China to invest in Blackstone

You don't see that every day. Of course the historic track record of cash rich foreigners investing in prestigious US assets is mixed (see: Japanese, late 80s)

China has agreed to take a $3 billion stake in U.S. private-equity giant Blackstone Group, which marks an unusually aggressive start to the country's long-anticipated campaign to diversify how it invests massive foreign-exchange reserves.

Under the terms of the deal, a soon-to-be-established state foreign-exchange investment company will buy nonvoting shares in Blackstone, according to a joint press release.
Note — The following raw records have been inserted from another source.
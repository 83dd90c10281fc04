//! Lowered execution stages.
//!
//! The target of node lowering: a tree of physical stages with explicit
//! slot wiring. Stage construction is irreversible: by the time a
//! stage exists, projection names have been committed to slots and join
//! algorithms have been chosen.

use crate::algebra::{
    FieldName, GroupMode, JoinType, SortDirection, SpoolConsumerMode, SpoolProducerMode,
};

use super::expr::{SlotExpr, SlotId};

/// A lowered collection scan.
#[derive(Debug, Clone, PartialEq)]
pub struct ScanStage {
    /// Collection being scanned.
    pub collection: String,
    /// Slot receiving the row id, if requested.
    pub rid_slot: Option<SlotId>,
    /// Slot receiving the root document, if requested.
    pub root_slot: Option<SlotId>,
    /// Slots receiving stored fields, in request order.
    pub field_slots: Vec<(FieldName, SlotId)>,
    /// Whether this is the parallelizable scan variant.
    pub parallel: bool,
}

/// One lowered side of an index interval.
#[derive(Debug, Clone, PartialEq)]
pub struct LoweredBound {
    /// Whether the bound itself is included. Copied verbatim from the
    /// algebra node, independent of scan direction.
    pub inclusive: bool,
    /// The bound expression, or `None` for an open bound.
    pub bound: Option<SlotExpr>,
}

/// A lowered interval over one index key field.
#[derive(Debug, Clone, PartialEq)]
pub struct LoweredInterval {
    /// Low side.
    pub low: LoweredBound,
    /// High side.
    pub high: LoweredBound,
}

/// A lowered index range scan.
#[derive(Debug, Clone, PartialEq)]
pub struct IndexScanStage {
    /// Collection owning the index.
    pub collection: String,
    /// Index being scanned.
    pub index: String,
    /// Slot receiving the row id, if requested.
    pub rid_slot: Option<SlotId>,
    /// Covering slots keyed by index-key position.
    pub key_slots: Vec<(usize, SlotId)>,
    /// Per-field bounds, leftmost key first.
    pub bounds: Vec<LoweredInterval>,
    /// Whether the scan runs in reverse key order.
    pub reverse: bool,
}

/// A lowered by-row-id document fetch.
#[derive(Debug, Clone, PartialEq)]
pub struct SeekStage {
    /// Slot holding the row id to fetch, shared with the driving index scan.
    pub rid_slot: SlotId,
    /// Collection to fetch from.
    pub collection: String,
    /// Slot receiving the fetched document, if requested.
    pub root_slot: Option<SlotId>,
    /// Slots receiving stored fields, in request order.
    pub field_slots: Vec<(FieldName, SlotId)>,
}

/// One child of a lowered sorted merge.
#[derive(Debug, Clone, PartialEq)]
pub struct MergeBranch {
    /// The child stage.
    pub stage: Stage,
    /// The child's slots for the merge keys, in collation order.
    pub key_slots: Vec<SlotId>,
    /// The child's slots for the forwarded values, in output order.
    pub value_slots: Vec<SlotId>,
}

/// One child of a lowered union.
#[derive(Debug, Clone, PartialEq)]
pub struct UnionBranch {
    /// The child stage.
    pub stage: Stage,
    /// The child's slots for the union outputs, positionally.
    pub input_slots: Vec<SlotId>,
}

/// The lowered stage variants.
#[derive(Debug, Clone, PartialEq)]
#[allow(clippy::large_enum_variant)]
pub enum StageKind {
    /// Collection scan.
    Scan(ScanStage),

    /// Index range scan.
    IndexScan(Box<IndexScanStage>),

    /// Document fetch by row id.
    Seek(SeekStage),

    /// Zero-input stage producing a single control row.
    CoScan,

    /// Predicate filter. Introduces no slots.
    Filter {
        /// The boolean predicate.
        predicate: SlotExpr,
        /// Input stage.
        input: Box<Stage>,
    },

    /// Binds one fresh slot to a computed expression.
    Project {
        /// The slot and the expression bound to it.
        binding: (SlotId, SlotExpr),
        /// Input stage.
        input: Box<Stage>,
    },

    /// Sort keyed by existing slots.
    Sort {
        /// Sort keys with per-key direction.
        keys: Vec<(SlotId, SortDirection)>,
        /// Non-key slots forwarded through the sort.
        values: Vec<SlotId>,
        /// Input stage.
        input: Box<Stage>,
    },

    /// Skip-then-limit.
    LimitSkip {
        /// Maximum rows to emit, or `None` for no limit.
        limit: Option<u64>,
        /// Rows to skip first.
        skip: u64,
        /// Input stage.
        input: Box<Stage>,
    },

    /// Hash aggregation.
    HashAgg {
        /// Grouping key slots.
        key_slots: Vec<SlotId>,
        /// Output slot and aggregate expression, positionally paired.
        aggregates: Vec<(SlotId, SlotExpr)>,
        /// Merge mode the stage applies to aggregate state.
        mode: GroupMode,
        /// Input stage.
        input: Box<Stage>,
    },

    /// Inner hash join on positionally paired key slots.
    HashJoin {
        /// Left-side key slots.
        left_keys: Vec<SlotId>,
        /// Right-side key slots.
        right_keys: Vec<SlotId>,
        /// Left input.
        left: Box<Stage>,
        /// Right input.
        right: Box<Stage>,
    },

    /// Merge join over pre-sorted inputs.
    MergeJoin {
        /// Left-side key slots.
        left_keys: Vec<SlotId>,
        /// Right-side key slots.
        right_keys: Vec<SlotId>,
        /// Per-key sort direction.
        directions: Vec<SortDirection>,
        /// Left input.
        left: Box<Stage>,
        /// Right input.
        right: Box<Stage>,
    },

    /// Nested loop join.
    LoopJoin {
        /// Join type.
        join_type: JoinType,
        /// Outer slots visible to the inner side, in stable order.
        correlated_slots: Vec<SlotId>,
        /// Join predicate.
        predicate: SlotExpr,
        /// Outer input.
        outer: Box<Stage>,
        /// Inner input.
        inner: Box<Stage>,
    },

    /// Order-preserving merge of sorted children.
    SortedMerge {
        /// Per-key merge direction.
        directions: Vec<SortDirection>,
        /// Children with their key and value slots.
        branches: Vec<MergeBranch>,
        /// Fresh output slots, positionally matching each branch's values.
        output_slots: Vec<SlotId>,
    },

    /// Positional concatenation of children.
    Union {
        /// Children with their input slots.
        branches: Vec<UnionBranch>,
        /// Fresh output slots, positionally matching each branch's inputs.
        output_slots: Vec<SlotId>,
    },

    /// Deduplication by key slots; first-seen row per key survives.
    Unique {
        /// Key slots.
        key_slots: Vec<SlotId>,
        /// Input stage.
        input: Box<Stage>,
    },

    /// Array explosion.
    Unwind {
        /// Slot holding the array value.
        input_slot: SlotId,
        /// Fresh slot receiving each element.
        out_slot: SlotId,
        /// Fresh slot receiving the element's positional index.
        index_slot: SlotId,
        /// Whether non-array inputs pass through as single-element unwinds.
        retain_non_arrays: bool,
        /// Input stage.
        input: Box<Stage>,
    },

    /// Spool materialization point.
    SpoolProducer {
        /// Materialization mode.
        mode: SpoolProducerMode,
        /// The spool id consumers read.
        spool_id: u64,
        /// Slots admitted to the spool.
        slots: Vec<SlotId>,
        /// Per-row admission guard (lazy mode only).
        guard: Option<SlotExpr>,
        /// Input stage.
        input: Box<Stage>,
    },

    /// Spool read point.
    SpoolConsumer {
        /// Read mode.
        mode: SpoolConsumerMode,
        /// The spool id being read.
        spool_id: u64,
        /// Slots the consumer binds.
        slots: Vec<SlotId>,
    },
}

/// A lowered stage: the planner-assigned node id plus the stage variant.
#[derive(Debug, Clone, PartialEq)]
pub struct Stage {
    /// The originating node's planner-assigned id.
    pub plan_node_id: i32,
    /// The stage variant.
    pub kind: StageKind,
}

impl Stage {
    /// Creates a stage.
    #[must_use]
    pub const fn new(plan_node_id: i32, kind: StageKind) -> Self {
        Self { plan_node_id, kind }
    }

    /// Immediate children, left to right.
    #[must_use]
    pub fn children(&self) -> Vec<&Stage> {
        match &self.kind {
            StageKind::Scan(_)
            | StageKind::IndexScan(_)
            | StageKind::Seek(_)
            | StageKind::CoScan
            | StageKind::SpoolConsumer { .. } => Vec::new(),
            StageKind::Filter { input, .. }
            | StageKind::Project { input, .. }
            | StageKind::Sort { input, .. }
            | StageKind::LimitSkip { input, .. }
            | StageKind::HashAgg { input, .. }
            | StageKind::Unique { input, .. }
            | StageKind::Unwind { input, .. }
            | StageKind::SpoolProducer { input, .. } => vec![input],
            StageKind::HashJoin { left, right, .. }
            | StageKind::MergeJoin { left, right, .. } => vec![left, right],
            StageKind::LoopJoin { outer, inner, .. } => vec![outer, inner],
            StageKind::SortedMerge { branches, .. } => {
                branches.iter().map(|b| &b.stage).collect()
            }
            StageKind::Union { branches, .. } => branches.iter().map(|b| &b.stage).collect(),
        }
    }
}

#[cfg(test)]
mod tests {
    use super::*;
    use crate::algebra::Value;

    #[test]
    fn children_traversal() {
        let scan = Stage::new(
            0,
            StageKind::Scan(ScanStage {
                collection: "collName".into(),
                rid_slot: None,
                root_slot: Some(SlotId(0)),
                field_slots: Vec::new(),
                parallel: false,
            }),
        );
        let filter = Stage::new(
            1,
            StageKind::Filter {
                predicate: SlotExpr::Literal(Value::Boolean(true)),
                input: Box::new(scan),
            },
        );
        assert_eq!(filter.children().len(), 1);
        assert_eq!(filter.children()[0].plan_node_id, 0);
    }
}
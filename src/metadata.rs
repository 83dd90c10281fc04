//! Collection and index metadata.
//!
//! Read-only input to node lowering, constructed once per lowering
//! invocation by the caller. Lowering consults it to validate scan
//! targets and to look up index definitions; it never mutates it, so a
//! single metadata object may back concurrent lowering calls over
//! independent trees.

use std::collections::HashMap;

use crate::algebra::{FieldName, SortDirection};

/// Opaque scan options supplied by the caller (deployment type,
/// database name, collection identifier, and similar).
pub type ScanOptions = HashMap<String, String>;

/// Definition of one index on a collection.
#[derive(Debug, Clone, PartialEq)]
pub struct IndexDefinition {
    /// Indexed fields with per-field direction, leftmost first.
    pub collation: Vec<(FieldName, SortDirection)>,
    /// Whether any indexed field is multi-key (array-valued).
    pub multikey: bool,
}

impl IndexDefinition {
    /// Creates a single-field index definition.
    pub fn single(field: impl Into<FieldName>, direction: SortDirection, multikey: bool) -> Self {
        Self { collation: vec![(field.into(), direction)], multikey }
    }
}

/// Tracks which field paths under a collection are multi-key.
///
/// A trie over field names; a node flagged multi-key means the path to
/// it can hold arrays.
#[derive(Debug, Clone, Default, PartialEq)]
pub struct MultikeynessTrie {
    /// Whether the path to this node is multi-key.
    pub multikey: bool,
    /// Child paths.
    pub children: HashMap<FieldName, MultikeynessTrie>,
}

/// How a collection's data is distributed.
#[derive(Debug, Clone, Copy, Default, PartialEq, Eq)]
pub enum DistributionType {
    /// All data on one node.
    #[default]
    Centralized,
    /// Replicated to every node.
    Replicated,
    /// Partitioned by a key.
    Partitioned,
}

/// Distribution info plus the paths it applies to.
#[derive(Debug, Clone, Default, PartialEq)]
pub struct DistributionAndPaths {
    /// The distribution type.
    pub distribution: DistributionType,
    /// Paths the distribution key covers, if partitioned.
    pub paths: Vec<FieldName>,
}

/// Everything lowering needs to know about one collection.
#[derive(Debug, Clone, Default, PartialEq)]
pub struct ScanDefinition {
    /// Caller-supplied scan options.
    pub options: ScanOptions,
    /// Index definitions keyed by index name.
    pub indexes: HashMap<String, IndexDefinition>,
    /// Multi-key info for the collection's fields.
    pub multikeyness: MultikeynessTrie,
    /// Distribution of the collection's data.
    pub distribution: DistributionAndPaths,
    /// Whether the collection exists.
    pub exists: bool,
    /// Cardinality estimate (row count).
    pub cardinality: f64,
}

impl ScanDefinition {
    /// Creates a definition for an existing collection with the given indexes.
    #[must_use]
    pub fn with_indexes(indexes: HashMap<String, IndexDefinition>) -> Self {
        Self { indexes, exists: true, ..Self::default() }
    }

    /// Looks up an index by name.
    #[must_use]
    pub fn index(&self, name: &str) -> Option<&IndexDefinition> {
        self.indexes.get(name)
    }
}

/// Mapping from collection name to scan definition.
#[derive(Debug, Clone, Default)]
pub struct Metadata {
    scan_defs: HashMap<String, ScanDefinition>,
}

impl Metadata {
    /// Creates metadata over the given scan definitions.
    #[must_use]
    pub fn new(scan_defs: HashMap<String, ScanDefinition>) -> Self {
        Self { scan_defs }
    }

    /// Adds a collection.
    #[must_use]
    pub fn with_collection(mut self, name: impl Into<String>, def: ScanDefinition) -> Self {
        self.scan_defs.insert(name.into(), def);
        self
    }

    /// Looks up a collection's scan definition.
    #[must_use]
    pub fn scan_definition(&self, collection: &str) -> Option<&ScanDefinition> {
        self.scan_defs.get(collection)
    }
}

#[cfg(test)]
mod tests {
    use super::*;

    #[test]
    fn collection_lookup() {
        let md = Metadata::default().with_collection("collName", ScanDefinition::default());
        assert!(md.scan_definition("collName").is_some());
        assert!(md.scan_definition("other").is_none());
    }

    #[test]
    fn index_lookup() {
        let mut indexes = HashMap::new();
        indexes
            .insert("index0".to_string(), IndexDefinition::single("a", SortDirection::Ascending, false));
        let def = ScanDefinition::with_indexes(indexes);
        assert!(def.index("index0").is_some());
        assert_eq!(def.index("index0").unwrap().collation.len(), 1);
        assert!(def.index("missing").is_none());
    }
}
The move comes as private-equity firms have faced problems ramping up their own investments in China. The state investment company agreed not to sell the shares for four years. According to a person briefed on the deal, the investment company also agreed not to invest in a competing private-equity firm for one year. At the end of the four-year lock-up period, the company may begin selling one-third of its shares a year.

From WSJ $

Posted on May 20, 2007 and filed under Finance.

Cerberus-Chrysler

No need to link to the dozens of relevant articles, but: 1. what a bold purchase by Cerberus

2. what a remarkable disaster for Daimler. Buy at $36B and give away for free in the downcycle. Given Chrysler's 20 up/down cycles over the last 30 years, couldn't they have waited for the next hit and then sold?

3. Fence-sitting prediction:

a) this is too much for even cerberus to handle

or

b) cerberus cleans a few things up, catches a hit or two and then floats it for a multiple of its money (in other words, what Daimler should have done).

Posted on May 16, 2007 and filed under Finance.

Fortress Reports Results

The Fortress Investment Group became the first American hedge fund and private equity firm to report quarterly earnings Tuesday, and the disclosures highlighted the difficulties the public markets have in dealing with businesses whose income streams are volatile and difficult to predict. Fortress’ stock fell 4.4 percent to $28.90 a share after it reported $62 million in net income for the first quarter of 2007, a drop from about $130 million in the comparable period last year. The company’s revenue rose 13 percent, to $416.3 million.

The company said its revenue growth was sapped by rising costs, including expenses related to its recent initial public offering.

Just wait until the inevitable *bad* quarter...

Posted on May 16, 2007 and filed under Finance.

New Century and Gain on Sale Accounting

The world once again discovers that Gain on Sale accounting is open to abuse, as if this had not previously happened with subprime lending in 1998. It will also happen some day, in a big way, in derivatives. From the New York Times

In the spring of 1998, the chief financial officer of New Century Financial, a lender to home buyers with blemished credit, wrote an unusual paper describing a then little-known accounting technique.

The executive, Edward F. Gotschall, marketed his white paper at industry seminars and conferences, and promoted it to Wall Street analysts as an insider’s look at New Century, according to people who read the paper. New Century was at the time one of the nation’s fastest-growing subprime lenders.

Now that technique, called gain on sale, may be coming back to haunt the company, which filed for bankruptcy protection on April 2 after disclosing a month earlier that federal prosecutors and securities regulators were investigating accounting mistakes and stock sales at the company.

...

But some financial analysts say that New Century appears to have also used gain on sale to hide losses as the subprime market began to falter late last year.

...

The use of gain on sale was a factor in the collapse of Enron in 2001 and of major specialty lenders in the late 1990s through this decade. Conseco, a large insurance and finance company that made loans to subprime home buyers, filed for bankruptcy protection in 2002, one of the largest corporate bankruptcies ever.

Critics say that the accounting technique remains ripe for abuse, even though federal accounting regulators tightened up the rules in the wake of Enron.

“The thing about gain on sale accounting is that you can create a machine that just manufactures earnings out of thin air,” said Richard Benson

...

But Mr. Benson said that the stock prices of subprime home lenders like New Century Financial had “collapsed so fast because the income and balance sheet had been built on gain on sale, which turns out to be imaginary.”

“The market woke up to the fact that there’s no there there,” Mr. Benson said.

Posted on April 30, 2007 and filed under Finance.